ICE-Zug nach Köln evakuiert: Rätselhafter Geruch löst Großeinsatz aus
Ein ICE-Hochgeschwindigkeitszug auf dem Weg nach Köln wurde in Trechtingshausen evakuiert, nachdem sich in einem der Wagen ein seltsamer Geruch ausgebreitet hatte. Rettungskräfte eilten zum Einsatzort, als die Quelle des Gestanks nicht sofort ausgemacht werden konnte.

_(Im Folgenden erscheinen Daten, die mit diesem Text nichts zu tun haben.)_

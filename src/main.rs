use axum::{routing::get, Router};
use sqlx::postgres::PgPoolOptions;
use tower_http::{
    cors::{Any, CorsLayer},
    trace::TraceLayer,
};
use tracing_subscriber::{layer::SubscriberExt, util::SubscriberInitExt};

use auth_api::{config::Config, handlers, services::email::EmailService, AppState};

#[tokio::main]
async fn main() -> anyhow::Result<()> {
    tracing_subscriber::registry()
        .with(
            tracing_subscriber::EnvFilter::try_from_default_env()
                .unwrap_or_else(|_| "auth_api=debug,tower_http=debug".into()),
        )
        .with(tracing_subscriber::fmt::layer())
        .init();

    let config = Config::load()?;
    tracing::info!("Configuration loaded successfully");

    let pool = PgPoolOptions::new()
        .max_connections(config.database.max_connections)
        .connect(&config.database.url)
        .await?;
    tracing::info!("PostgreSQL connection pool established");

    sqlx::migrate!("./migrations").run(&pool).await?;
    tracing::info!("Database migrations completed");

    let mailer = EmailService::new(&config.email)?;

    let state = AppState {
        db: pool,
        config: config.clone(),
        mailer,
    };

    let app = Router::new()
        .route("/health", get(health_check))
        .nest("/authentication", handlers::auth::routes(state.clone()))
        .layer(
            CorsLayer::new()
                .allow_origin(Any)
                .allow_methods(Any)
                .allow_headers(Any),
        )
        .layer(TraceLayer::new_for_http())
        .with_state(state);

    let addr = format!("{}:{}", config.server.host, config.server.port);
    tracing::info!("Starting server on {}", addr);

    let listener = tokio::net::TcpListener::bind(&addr).await?;
    axum::serve(listener, app).await?;

    Ok(())
}

async fn health_check() -> &'static str {
    "OK"
}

Der Vorfall begann, als Fahrgäste und Zugpersonal einen ungewöhnlichen Geruch in einem der Wagen wahrnahmen. Als der Zug sich Trechtingshausen näherte, wurde ein ungeplanter Halt eingelegt, um die Türen zu öffnen und den betroffenen Bereich zu lüften. Dennoch wurden aus Sicherheitsgründen alle 177 Passagiere angewiesen, den Zug zu verlassen.

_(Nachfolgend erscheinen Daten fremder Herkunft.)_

/// Authentication flows
///
/// Registration, password login gated by an emailed OTP, and password
/// reset. Each flow that hands out a code follows the same shape: issue a
/// verification token, persist the challenge (replacing any prior one for
/// the same purpose), email the code, and later verify token + code
/// together before acting.
use rand::thread_rng;
use sqlx::PgPool;

use crate::config::Config;
use crate::db;
use crate::error::{AppError, Result};
use crate::models::{ChallengePurpose, User, Verification};
use crate::security::fingerprint::{fingerprint, fingerprint_matches};
use crate::security::otp;
use crate::security::password::{hash_password, verify_password};
use crate::security::token::{self, TokenError, TokenPurpose};
use crate::services::email::{mask_email, EmailService};
use crate::services::sessions::SessionManager;

pub struct AuthService {
    db: PgPool,
    config: Config,
    mailer: EmailService,
}

/// Does this stored challenge belong to the presented token and the purpose
/// the flow expects? Fingerprints are compared in constant time. A valid
/// signature alone is not enough; this is what rejects a substituted token
/// whose jti happens to match a live record.
pub fn challenge_matches(record: &Verification, token: &str, purpose: ChallengePurpose) -> bool {
    record.purpose == purpose.as_str()
        && fingerprint_matches(&fingerprint(token), &record.token_fingerprint)
}

impl AuthService {
    pub fn new(db: PgPool, config: Config, mailer: EmailService) -> Self {
        Self { db, config, mailer }
    }

    pub async fn register(&self, name: &str, email: &str, password: &str) -> Result<User> {
        if db::users::find_by_email(&self.db, email).await?.is_some() {
            return Err(AppError::validation(
                "email",
                "An account with the given email already exists",
            ));
        }

        let password_hash = hash_password(password)?;
        let user = db::users::create_user(&self.db, name, email, &password_hash).await?;

        tracing::info!(user_id = %user.id, email = %mask_email(email), "User registered");
        Ok(user)
    }

    /// Check the password and start the OTP challenge. Returns the
    /// verification token to be set as a cookie; the code goes out by mail.
    pub async fn start_login(&self, email: &str, password: &str) -> Result<String> {
        let user = db::users::find_by_email(&self.db, email)
            .await?
            .ok_or_else(|| {
                AppError::validation("email", "An account with the given email does not exist")
            })?;

        if self.config.auth.require_verified_email && !user.verified {
            return Err(AppError::forbidden(
                "email",
                "Email address is not verified",
            ));
        }

        if !verify_password(password, &user.password_hash)? {
            return Err(AppError::validation("password", "Password is incorrect"));
        }

        let token = self.issue_challenge(&user, ChallengePurpose::Login).await?;

        tracing::info!(user_id = %user.id, email = %mask_email(email), "Login challenge issued");
        Ok(token)
    }

    /// Verify the login OTP and mint the session. Returns the access token.
    pub async fn complete_login(&self, code: u32, token: Option<&str>) -> Result<String> {
        let user = self
            .verify_challenge(code, token, ChallengePurpose::Login)
            .await?;

        if !user.verified {
            db::users::mark_verified(&self.db, user.id).await?;
        }

        let sessions = SessionManager::new(self.db.clone(), self.config.auth.clone());
        let access_token = sessions.create(&user).await?;

        tracing::info!(user_id = %user.id, "Login completed");
        Ok(access_token)
    }

    pub async fn start_password_reset(&self, email: &str) -> Result<String> {
        let user = db::users::find_by_email(&self.db, email)
            .await?
            .ok_or_else(|| {
                AppError::validation("email", "An account with the given email does not exist")
            })?;

        let token = self
            .issue_challenge(&user, ChallengePurpose::PasswordReset)
            .await?;

        tracing::info!(user_id = %user.id, email = %mask_email(email), "Password reset challenge issued");
        Ok(token)
    }

    /// Verify the reset OTP, replace the password hash and force a global
    /// logout. Every token signed under the old hash dies with it.
    pub async fn complete_password_reset(
        &self,
        code: u32,
        token: Option<&str>,
        new_password: &str,
    ) -> Result<()> {
        let user = self
            .verify_challenge(code, token, ChallengePurpose::PasswordReset)
            .await?;

        let password_hash = hash_password(new_password)?;
        db::users::update_password(&self.db, user.id, &password_hash).await?;

        let sessions = SessionManager::new(self.db.clone(), self.config.auth.clone());
        sessions.revoke_all(user.id).await?;

        tracing::info!(user_id = %user.id, "Password reset completed");
        Ok(())
    }

    /// Issue a verification token plus OTP code, persist the challenge and
    /// email the code. If mail dispatch fails the just-written record is
    /// deleted before the error surfaces, so an undelivered code is never
    /// live.
    async fn issue_challenge(&self, user: &User, purpose: ChallengePurpose) -> Result<String> {
        let key = token::signing_key(&self.config.auth.token_secret, &user.password_hash);
        let issued = token::issue(
            user.id,
            TokenPurpose::Verification,
            self.config.auth.verification_ttl(),
            &key,
        )
        .map_err(|e| anyhow::anyhow!("Failed to issue verification token: {}", e))?;

        let code = otp::generate_code(&mut thread_rng());

        db::verifications::replace(
            &self.db,
            user.id,
            &issued.claims.jti,
            &fingerprint(&issued.token),
            code,
            purpose,
        )
        .await?;

        if let Err(e) = self
            .mailer
            .send_otp_email(
                &user.email,
                code,
                self.config.auth.verification_ttl_minutes,
            )
            .await
        {
            db::verifications::delete(&self.db, &issued.claims.jti).await?;
            return Err(e);
        }

        Ok(issued.token)
    }

    /// The five-step OTP check: token presence, token validity under the
    /// subject's current key, record lookup with fingerprint match, code
    /// comparison (a wrong code leaves the record live for retry), and
    /// single-use consumption on success.
    async fn verify_challenge(
        &self,
        code: u32,
        token: Option<&str>,
        purpose: ChallengePurpose,
    ) -> Result<User> {
        let token = token.ok_or_else(|| {
            AppError::authentication(
                "verification token missing",
                "Unable to verify code. Please try again",
            )
        })?;

        let claims = token::decode_insecure(token).map_err(|_| invalid_verification_token())?;

        let user = db::users::find_by_id(&self.db, claims.sub)
            .await?
            .ok_or_else(invalid_verification_token)?;

        let key = token::signing_key(&self.config.auth.token_secret, &user.password_hash);
        token::verify(token, &key, TokenPurpose::Verification).map_err(|e| match e {
            TokenError::Expired => AppError::authentication(
                "expired verification token",
                "The verification code has expired. Please request a new one",
            ),
            TokenError::Invalid => invalid_verification_token(),
        })?;

        let record = db::verifications::find(&self.db, &claims.jti, user.id)
            .await?
            .ok_or_else(invalid_verification_token)?;

        if !challenge_matches(&record, token, purpose) {
            return Err(invalid_verification_token());
        }

        if record.otp_code != code as i32 {
            tracing::warn!(user_id = %user.id, "Incorrect verification code attempt");
            return Err(AppError::authentication(
                "incorrect verification code",
                "The verification code entered is incorrect. Please try again",
            ));
        }

        // Single use: the record must go before we vouch for the identity.
        // A raced double-consume loses here.
        if !db::verifications::delete(&self.db, &record.id).await? {
            return Err(invalid_verification_token());
        }

        Ok(user)
    }
}

fn invalid_verification_token() -> AppError {
    AppError::authentication(
        "invalid verification token",
        "Unable to verify code. Please try again",
    )
}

Während der Evakuierung kollabierte ein Zugbegleiter, eine weitere Person erlitt aufgrund des Geruchs eine Panikattacke. Feuerwehr und Polizei rückten an, um die Ursache zu klären, fanden jedoch keine offensichtliche Erklärung. Bei einer späteren Durchsuchung wurde eine nicht identifizierte Flüssigkeit an Bord entdeckt, deren Herkunft und Beschaffenheit noch untersucht werden.
Die technischen Systeme des Zuges wurden gründlich überprüft, dabei wurden keine Mängel festgestellt. Für die gestrandeten Fahrgäste wurden Ersatzbusse organisiert, die sie zu ihren Zielen brachten. Unterdessen setzte der leere Zug seine Fahrt kurz vor Mitternacht fort.
Die Ursache des Geruchs und der gefundenen Flüssigkeit wird weiterhin untersucht. Die Passagiere erreichten ihre Ziele mit dem Bus, während der Zug ohne sie weiterfuhr. Die Behörden haben bisher keine weiteren Details zur laufenden Ermittlung bekannt gegeben.